Mr. Flinn: Deputy Norton was against family-cut turf. Personally, I should like to see a great deal of that done. I do not know what were the particular circumstances in relation to the wage point to which Deputy Norton alluded. I do not know of any regulation from headquarters which affected the wages of anybody engaged in turf cutting. Of course, there was a period when they were off turf cutting and they were back on the county council work. I shall look up that matter in order to see what happened. Deputy Brodrick complains of lorries not being crated. I have been trying very hard to get that done. There are 600 wagons of the Great Southern Railways actually crated. They are being crated at the rate of 100 a week, which is not anything like as fast as I would wish it done.
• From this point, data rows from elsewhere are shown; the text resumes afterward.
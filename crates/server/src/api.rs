//! Companion web API. A login link from the chat (`auth login`) is exchanged for a
//! session secret, which then authorises access to channel calendars and boards. The
//! iCalendar feed is public so calendar apps can subscribe to it.

use std::sync::Arc;

use axum::{
    extract::{FromRequestParts, Path, Query, State},
    http::{header, request::Parts, HeaderMap, StatusCode},
    response::{IntoResponse, Response},
    routing::{delete, get, post},
    Json, Router,
};
use chrono::{DateTime, Duration, Utc};
use serde::{Deserialize, Serialize};
use teamdesk_core::domain::calendar::{Calendar, ExternalCalendarId};
use teamdesk_core::domain::event::{Event, EventChanges, EventDraft, EventId};
use teamdesk_core::domain::kanban::{KanbanBoard, KanbanColumn, KanbanItem};
use teamdesk_core::domain::user::SessionToken;
use teamdesk_core::errors::DomainError;
use teamdesk_core::time::DateParser;
use teamdesk_core::token::LoginTokenSigner;
use teamdesk_db::{CalendarRepository, EventRepository, KanbanRepository, RepositoryError, UserRepository};
use teamdesk_handlers::HandlerContext;
use thiserror::Error;
use tracing::{error, info};
use uuid::Uuid;

use crate::ical::render_calendar;

const LOGIN_TOKEN_MAX_AGE_MINUTES: i64 = 5;

#[derive(Clone)]
pub struct ApiState {
    users: Arc<dyn UserRepository>,
    events: Arc<dyn EventRepository>,
    calendars: Arc<dyn CalendarRepository>,
    kanban: Arc<dyn KanbanRepository>,
    signer: LoginTokenSigner,
    dates: DateParser,
}

impl ApiState {
    pub fn from_handlers(handlers: &HandlerContext) -> Self {
        Self {
            users: handlers.users.clone(),
            events: handlers.events.clone(),
            calendars: handlers.calendars.clone(),
            kanban: handlers.kanban.clone(),
            signer: handlers.signer.clone(),
            dates: handlers.dates,
        }
    }
}

pub fn router(state: ApiState) -> Router {
    Router::new()
        .route("/auth", post(login).delete(logout))
        .route("/calendar/{channel_id}/events", get(channel_events))
        .route("/calendar/create-event", post(create_event))
        .route("/calendar/modify-event", post(modify_event))
        .route("/event/{id}", delete(delete_event))
        .route("/kanban/save", post(save_board))
        .route("/kanban/{channel_id}", get(channel_board))
        .route("/ical/{calendar_id}", get(calendar_feed))
        .with_state(state)
}

#[derive(Debug, Error)]
pub enum ApiError {
    #[error("unauthorized")]
    Unauthorized,
    #[error("{0}")]
    BadRequest(String),
    #[error(transparent)]
    Invalid(#[from] DomainError),
    #[error("{0}")]
    NotFound(String),
    #[error("storage failure: {0}")]
    Storage(#[from] RepositoryError),
}

#[derive(Debug, Serialize, Deserialize)]
pub struct ErrorBody {
    pub error: String,
}

impl IntoResponse for ApiError {
    fn into_response(self) -> Response {
        let status = match &self {
            Self::Unauthorized => StatusCode::UNAUTHORIZED,
            Self::BadRequest(_) | Self::Invalid(_) => StatusCode::BAD_REQUEST,
            Self::NotFound(_) => StatusCode::NOT_FOUND,
            Self::Storage(error) => {
                error!(event_name = "server.api.storage_failed", error = %error, "api request failed");
                StatusCode::INTERNAL_SERVER_ERROR
            }
        };
        (status, Json(ErrorBody { error: self.to_string() })).into_response()
    }
}

/// The session behind `Authorization: Bearer <secret>`.
pub struct AuthSession(pub SessionToken);

impl FromRequestParts<ApiState> for AuthSession {
    type Rejection = ApiError;

    async fn from_request_parts(parts: &mut Parts, state: &ApiState) -> Result<Self, Self::Rejection> {
        let secret = parts
            .headers
            .get(header::AUTHORIZATION)
            .and_then(|value| value.to_str().ok())
            .and_then(|value| value.strip_prefix("Bearer "))
            .map(str::trim)
            .filter(|secret| !secret.is_empty())
            .ok_or(ApiError::Unauthorized)?;
        let session = state.users.find_session(secret).await?.ok_or(ApiError::Unauthorized)?;
        Ok(Self(session))
    }
}

#[derive(Debug, Deserialize)]
pub struct LoginRequest {
    pub token: String,
}

#[derive(Debug, Serialize, Deserialize)]
pub struct LoginResponse {
    pub secret: String,
    pub user_id: String,
    pub username: String,
}

async fn login(
    State(state): State<ApiState>,
    headers: HeaderMap,
    Json(request): Json<LoginRequest>,
) -> Result<(StatusCode, Json<LoginResponse>), ApiError> {
    let claims = state
        .signer
        .verify_fresh(&request.token, Utc::now(), Duration::minutes(LOGIN_TOKEN_MAX_AGE_MINUTES))
        .map_err(|_| ApiError::Unauthorized)?;

    state.users.ensure_user(&claims.user_id, &claims.username).await?;
    let session = SessionToken {
        secret: Uuid::new_v4().simple().to_string(),
        user_id: claims.user_id.clone(),
        created_at: Utc::now(),
        ip_address: client_ip(&headers),
        user_agent: header_text(&headers, header::USER_AGENT.as_str()),
    };
    state.users.create_session(&session).await?;

    info!(event_name = "server.api.session_created", user_id = %claims.user_id, "dashboard session created");
    Ok((
        StatusCode::CREATED,
        Json(LoginResponse { secret: session.secret, user_id: claims.user_id, username: claims.username }),
    ))
}

async fn logout(
    State(state): State<ApiState>,
    AuthSession(session): AuthSession,
) -> Result<StatusCode, ApiError> {
    state.users.revoke_session(&session.user_id, &session.secret).await?;
    info!(event_name = "server.api.session_revoked", user_id = %session.user_id, "dashboard session revoked");
    Ok(StatusCode::NO_CONTENT)
}

#[derive(Debug, Default, Deserialize)]
pub struct RangeQuery {
    pub start: Option<String>,
    pub end: Option<String>,
}

async fn channel_events(
    State(state): State<ApiState>,
    _session: AuthSession,
    Path(channel_id): Path<String>,
    Query(range): Query<RangeQuery>,
) -> Result<Json<Vec<Event>>, ApiError> {
    let parse = |raw: &str, which: &str| {
        state.dates.parse(raw).map_err(|_| ApiError::BadRequest(format!("can't parse {which} date")))
    };
    let start = match range.start.as_deref() {
        Some(raw) => parse(raw, "start")?,
        None => state.dates.timezone().start_of_day(Utc::now()),
    };
    let end = match range.end.as_deref() {
        Some(raw) => parse(raw, "end")?,
        None => start + Duration::days(1),
    };
    if start >= end {
        return Err(ApiError::BadRequest("start date must be before end date".to_string()));
    }

    Ok(Json(state.events.list_in_range(&channel_id, start, end).await?))
}

async fn channel_board(
    State(state): State<ApiState>,
    _session: AuthSession,
    Path(channel_id): Path<String>,
) -> Result<Json<KanbanBoard>, ApiError> {
    Ok(Json(state.kanban.board(&channel_id).await?))
}

#[derive(Debug, Deserialize)]
pub struct EventRequest {
    pub channel_id: String,
    pub title: String,
    #[serde(default)]
    pub description: String,
    #[serde(default)]
    pub location: String,
    #[serde(default)]
    pub url: String,
    #[serde(default)]
    pub organizer: String,
    pub start: DateTime<Utc>,
    pub end: Option<DateTime<Utc>>,
    #[serde(default)]
    pub is_whole_day: bool,
    #[serde(default)]
    pub attendees: Vec<String>,
}

#[derive(Debug, Deserialize)]
pub struct ModifyEventRequest {
    pub id: String,
    #[serde(flatten)]
    pub event: EventRequest,
}

/// Creates an event in the channel calendar, creating that calendar on first use.
async fn create_event(
    State(state): State<ApiState>,
    AuthSession(session): AuthSession,
    Json(request): Json<EventRequest>,
) -> Result<(StatusCode, Json<Event>), ApiError> {
    let channel_id = request.channel_id.trim().to_owned();
    if channel_id.is_empty() {
        return Err(ApiError::BadRequest("channel_id is required".to_owned()));
    }
    let organizer = if request.organizer.trim().is_empty() { session.user_id.clone() } else { request.organizer };
    let draft = EventDraft {
        summary: request.title,
        description: request.description,
        location: request.location,
        url: request.url,
        organizer,
        start: Some(request.start),
        end: request.end,
        whole_day: request.is_whole_day,
        attendees: request.attendees,
    };
    let event =
        draft.into_event(EventId::generate(), &channel_id, &channel_id, state.dates.timezone(), Utc::now())?;

    let calendar = Calendar { channel_id: channel_id.clone(), name: channel_id };
    state.events.insert_with_calendar(&calendar, &event).await?;
    info!(
        event_name = "server.api.event_created",
        event_id = %event.id,
        channel_id = %event.channel_id,
        "event created from dashboard"
    );
    Ok((StatusCode::CREATED, Json(event)))
}

async fn modify_event(
    State(state): State<ApiState>,
    _session: AuthSession,
    Json(request): Json<ModifyEventRequest>,
) -> Result<Json<Event>, ApiError> {
    let existing = channel_event(&state, &request.id, &request.event.channel_id).await?;
    let fields = request.event;
    let changes = EventChanges {
        summary: Some(fields.title),
        description: Some(fields.description),
        location: Some(fields.location),
        url: Some(fields.url),
        start: Some(fields.start),
        end: Some(fields.end.unwrap_or(fields.start + Duration::hours(1))),
        whole_day: Some(fields.is_whole_day),
        attendees: Some(fields.attendees),
    };
    let updated = existing.apply_changes(changes, state.dates.timezone(), Utc::now())?;

    if !state.events.update(&updated).await? {
        return Err(ApiError::NotFound(format!("event `{}` not found", updated.id)));
    }
    info!(event_name = "server.api.event_modified", event_id = %updated.id, "event modified from dashboard");
    Ok(Json(updated))
}

#[derive(Debug, Deserialize)]
pub struct ChannelQuery {
    pub channel_id: String,
}

async fn delete_event(
    State(state): State<ApiState>,
    _session: AuthSession,
    Path(id): Path<String>,
    Query(query): Query<ChannelQuery>,
) -> Result<StatusCode, ApiError> {
    let event = channel_event(&state, &id, &query.channel_id).await?;
    if !state.events.delete(&event.id).await? {
        return Err(ApiError::NotFound(format!("event `{id}` not found")));
    }
    info!(event_name = "server.api.event_deleted", event_id = %event.id, "event deleted from dashboard");
    Ok(StatusCode::NO_CONTENT)
}

/// An editable event of `channel_id`. Events of other channels read as missing.
async fn channel_event(state: &ApiState, id: &str, channel_id: &str) -> Result<Event, ApiError> {
    let event = state
        .events
        .find_by_id(&EventId(id.to_owned()))
        .await?
        .filter(|event| event.channel_id == channel_id)
        .ok_or_else(|| ApiError::NotFound(format!("event `{id}` not found")))?;
    if event.is_external() {
        return Err(ApiError::BadRequest(
            "events imported from an external calendar are read-only".to_owned(),
        ));
    }
    Ok(event)
}

#[derive(Debug, Deserialize)]
pub struct SaveBoardRequest {
    pub channel_id: String,
    #[serde(default)]
    pub groups: Vec<SaveGroup>,
}

#[derive(Debug, Deserialize)]
pub struct SaveGroup {
    pub name: String,
    #[serde(default)]
    pub items: Vec<SaveItem>,
}

#[derive(Debug, Deserialize)]
pub struct SaveItem {
    pub id: i64,
    pub content: String,
}

impl SaveBoardRequest {
    fn into_board(self) -> Result<KanbanBoard, ApiError> {
        let channel_id = self.channel_id.trim().to_owned();
        if channel_id.is_empty() {
            return Err(ApiError::BadRequest("channel_id is required".to_owned()));
        }

        let mut names = Vec::with_capacity(self.groups.len());
        let mut ids = Vec::new();
        let mut groups = Vec::with_capacity(self.groups.len());
        for group in self.groups {
            let name = group.name.trim().to_owned();
            if name.is_empty() {
                return Err(DomainError::EmptyField { field: "group name" }.into());
            }
            if names.contains(&name) {
                return Err(ApiError::BadRequest(format!("group `{name}` appears twice")));
            }
            names.push(name.clone());

            let mut items = Vec::with_capacity(group.items.len());
            for item in group.items {
                if item.id <= 0 || ids.contains(&item.id) {
                    return Err(ApiError::BadRequest(format!("item id {} must be positive and unique", item.id)));
                }
                ids.push(item.id);
                let content = item.content.trim().to_owned();
                if content.is_empty() {
                    return Err(DomainError::EmptyField { field: "item content" }.into());
                }
                items.push(KanbanItem { channel_id: channel_id.clone(), id: item.id, content, group_name: name.clone() });
            }
            groups.push(KanbanColumn { name, items });
        }

        Ok(KanbanBoard { channel_id, groups })
    }
}

/// Overwrites the whole board of a channel with what the dashboard holds.
async fn save_board(
    State(state): State<ApiState>,
    _session: AuthSession,
    Json(request): Json<SaveBoardRequest>,
) -> Result<Json<KanbanBoard>, ApiError> {
    let board = request.into_board()?;
    state.kanban.replace_board(&board).await?;
    info!(
        event_name = "server.api.board_saved",
        channel_id = %board.channel_id,
        groups = board.groups.len(),
        "kanban board saved from dashboard"
    );
    Ok(Json(state.kanban.board(&board.channel_id).await?))
}

/// Imported calendars redirect to their source; channel calendars are rendered here.
async fn calendar_feed(
    State(state): State<ApiState>,
    Path(calendar_id): Path<String>,
) -> Result<Response, ApiError> {
    if let Some(external) = state.calendars.find_external(&ExternalCalendarId(calendar_id.clone())).await? {
        return Ok((StatusCode::FOUND, [(header::LOCATION, external.url)]).into_response());
    }

    let calendar = state
        .calendars
        .find_channel_calendar(&calendar_id)
        .await?
        .ok_or_else(|| ApiError::NotFound(format!("calendar `{calendar_id}` not found")))?;
    let events = state.events.list_for_calendar(&calendar.channel_id).await?;
    let body = render_calendar(&calendar, &events, state.dates.timezone(), Utc::now());
    Ok(([(header::CONTENT_TYPE, "text/calendar; charset=utf-8")], body).into_response())
}

fn client_ip(headers: &HeaderMap) -> String {
    let forwarded = header_text(headers, "x-forwarded-for");
    match forwarded.split(',').next().map(str::trim) {
        Some(first) if !first.is_empty() => first.to_string(),
        _ => header_text(headers, "x-real-ip"),
    }
}

fn header_text(headers: &HeaderMap, name: &str) -> String {
    headers.get(name).and_then(|value| value.to_str().ok()).unwrap_or_default().to_string()
}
Mr. Flinn: The railway company have actually taken the roofs off passenger wagons and converted them into ordinary wagons. They have also taken the roofs off cattle wagons. That does not show that there is that indifference which the Deputy thinks there is in this matter. I do not think there is any indifference. I am not sure whether there was, from the very beginning, that enthusiastic urge towards improvisation of that kind, but I am satisfied that at the present moment they are anxious, within the limitations of their transport facilities, to do the best they can. I was down to-day at the dump and I saw  a lot of wagons which were uncrated —there were more uncrated wagons than I was satisfied to see. But I also saw a great many newly crated wagons and I hope they are going to have a lot of children in the next few days.
We have a controversy between Deputies on the subject of the best method of turf production and distribution. Deputy Morrissey is concerned with why we did not bring in more turf in the earlier stages. From the day on which we took over control of turf, every possible effort has been made from the point of view of distribution. There has not been one wagon that we could get hold of that was not used.
Mr. Flinn: Throughout the whole of August and September we were increasing the amount of turf which the railway people were carrying for us. We have all been serving together in the solution of a common difficulty. We have all spent a year at this work, and we have learned quite a lot. There were a great many things we did not know when we began, and there are a great many things that even now we do not know. With good feeling and co-operation between us all, it will be our business during the next year to turn all that knowledge to the best account. I believe we will start earlier, we will start with more men, with better organisation, and with probably 5,000 miles of new bog faces which were created in last year's campaign and put into a condition to enable us to start cutting turf, if we choose, in February, and go on all through March, April, May, June and July, in order to provide an amount of turf over the whole country which will meet the requirements of the community. We hope, by carrying on a transport system, not as something which started in August, but which will be available right through, that we will accumulate in the critical places during the time in which there is some latitude in regard to transport, reserves of turf which will enable us to face next winter  with some confidence that we will get through without real hardship to anybody.
Mr. Flinn: Most of the money advanced by county councils will be recouped in the process of sale. I do not regard any county council as being in any difficulty or danger whatever in relation to money advanced—none whatever.
Mr. Hickey: What about the price of the turf that is in the stores of the merchants? I have seen turf purchased in Cork at 9d. a peck, and that works out about £3 a ton. I have seen some  of that turf and I went to the trouble of weighing it. I have also seen coal blocks. I could get one cwt. of blocks delivered for 4/9 and the merchants selling them pay £3 7s. 6d. to a carter and storeman. Fifty of those blocks would go to the cwt.